L’industrie pharmaceutique est vent debout contre cette proposition, pour défendre la rente de situation créée par ses brevets : Pfizer engrange 20 milliards de dollars de commandes pour 2021, Moderna 18,4 milliards. Mais aussi pour éviter de créer un précédent, qui pourrait valoir contre d’autres pandémies, les traitements anti-cancers ou anti-hépatites C, dont les prix explosent. Et pour éviter les transferts de technologie à ARN, utilisable pour d’autres vaccins très rentables, renouvelés chaque année, comme les vaccins anti-grippaux, ou utilisable demain pour ouvrir de nouveaux champs thérapeutiques ultra-rentables contre les cancers.
« Les brevets ne sont pas le problème » ?

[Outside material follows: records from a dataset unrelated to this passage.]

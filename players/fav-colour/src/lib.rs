//! A strategy with strong opinions about the colours of squares
//!
//! White likes to move pieces off light squares and onto dark ones, and black the reverse. The
//! one exception is a bishop stuck on the wrong colour, which is much happier being offered up
//! to as many enemy pieces as possible.

use std::cmp::Ordering;

use board::{Board, Color, GameConfig, Move, PieceKind};
use players::{candidate_moves, Strategy};
use rand::{seq::SliceRandom, RngCore};
use rules::GameStatus;

/// What each enemy piece able to take a sacrificed bishop is worth
const BISHOP_BOUNTY: i64 = 10_000;

/// Plays whichever move scores highest, picking at random between equally good moves
#[derive(Clone, Copy, Debug, Default)]
pub struct FavColourStrategy;

impl FavColourStrategy {
    pub const NAME: &'static str = "fav_colour";
}

impl Strategy for FavColourStrategy {
    fn name(&self) -> &str {
        Self::NAME
    }

    fn choose_move(
        &self,
        config: GameConfig,
        board: &Board,
        side_to_move: Color,
        status: GameStatus,
        rng: &mut dyn RngCore,
    ) -> rules::Result<Option<Move>> {
        let moves = candidate_moves(board, side_to_move, status, config.scored_move_capacity())?;
        let mut best_moves = Vec::new();
        let mut best_score = i64::MIN;
        for mv in moves {
            let score = score(board, mv, side_to_move)?;
            match score.cmp(&best_score) {
                Ordering::Greater => {
                    best_score = score;
                    best_moves.clear();
                    best_moves.push(mv);
                }
                Ordering::Equal => best_moves.push(mv),
                Ordering::Less => {}
            }
        }
        Ok(best_moves.choose(rng).copied())
    }
}

/// How much the side to move likes the given move
fn score(board: &Board, mv: Move, side_to_move: Color) -> rules::Result<i64> {
    let from_light = board.is_light(mv.source);
    let to_light = board.is_light(mv.target);

    // Light squares are the wrong colour for white's bishops, dark squares for black's
    let is_misplaced_bishop = board
        .get(mv.source)
        .is_some_and(|piece| piece.kind == PieceKind::Bishop)
        && from_light == side_to_move.is_white();
    if is_misplaced_bishop {
        let mut after = board.duplicate()?;
        after.play(mv);
        let attackers = rules::attackers_of(&after, mv.target, side_to_move.other()).count();
        return Ok(BISHOP_BOUNTY * attackers as i64);
    }

    let (from_preferred, to_preferred) = match side_to_move {
        Color::White => (from_light, !to_light),
        Color::Black => (!from_light, to_light),
    };
    Ok((3 * i64::from(from_preferred) - 1) + (2 * i64::from(to_preferred) - 1))
}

Mais comme ces arguments n’étaient pas très sexy, il a fallu en inventer un autre. Au pays du mensonge de Big Pharma, on explique que « les brevets ne sont pas le problème. Le problème, ce sont les capacités de production ». Teva, Moderna et Sanofi disent pourtant le contraire. Teva, c’est le numéro un mondial des génériques. Kare Schulz, le PDG de la société israélienne, a révélé avoir approché les détenteurs de brevets de vaccins à ARN pour acheter des licences et produire dans ses usines aux USA et en Europe. Refus des labos qui ont « déclaré avoir assez de capacité de production » ! Aucune envie des Big Pharma de partager les technologies à ARN avec un futur concurrent. Moderna était une petite société de biotechnologie sans aucune capacité de production industrielle. Son usine de Norwood dans le Massachusetts était à peine capable de fournir les doses pour ses essais cliniques. En avril 2020, Moderna reçoit 483 millions de dollars d’argent public étatsunien pour construire une usine de production. Mais le premier mai 2020, elle préfère passer contrat avec le groupe suisse Lonza. Qui n’a jamais produit un seul vaccin à ARN ! Lonza réaménage deux usines existantes, à Viège en Suisse et à Portsmouth, dans le New Hampshire. Grace aux transferts massifs de technologies, en deux mois Portsmouth est lancée en fabrication commerciale. Et Viège, après 210 millions d’investissements, produit maintenant 6 millions de doses par semaine, et compte produire 300 millions de doses en 2021. Sanofi produit des dividendes, 3,8 milliards l’an passé, mais pas de vaccin. Face à ce scandale, elle se résout… à mettre en flacon les vaccins des autres ! Alors qu’elle possède dans deux de ses usines des enceintes au froid, assez facilement capables de produire, et pas seulement de mettre en flacon, des vaccins à ARN.
Ce n’est qu’un premier pas
Une première barrière est tombée avec la décision de Biden. En mai, un nouveau round s’ouvre à l’OMC. Il faudra l’unanimité pour lever les brevets. Et notre mobilisation pour l’imposer. Mais ce n’est que le premier pas. Nous devons forcer Big Pharma, qui avait refusé de coopérer au pool d’accès aux technologies Covid-19 de l’OMS, à partager ses technologies, et pas seulement ses brevets. Suspension des brevets, transfert des technologies, réquisition sous contrôle social de l’industrie pharmaceutique, notre mobilisation continue « pour un accès immédiat, effectif, universel et gratuit à ces biens communs que sont les vaccins anti-covid » comme le réclame l’appel « Brevets sur les vaccins anti-covid, stop. Réquisition ! »
Article publié sur L’Anticapitaliste.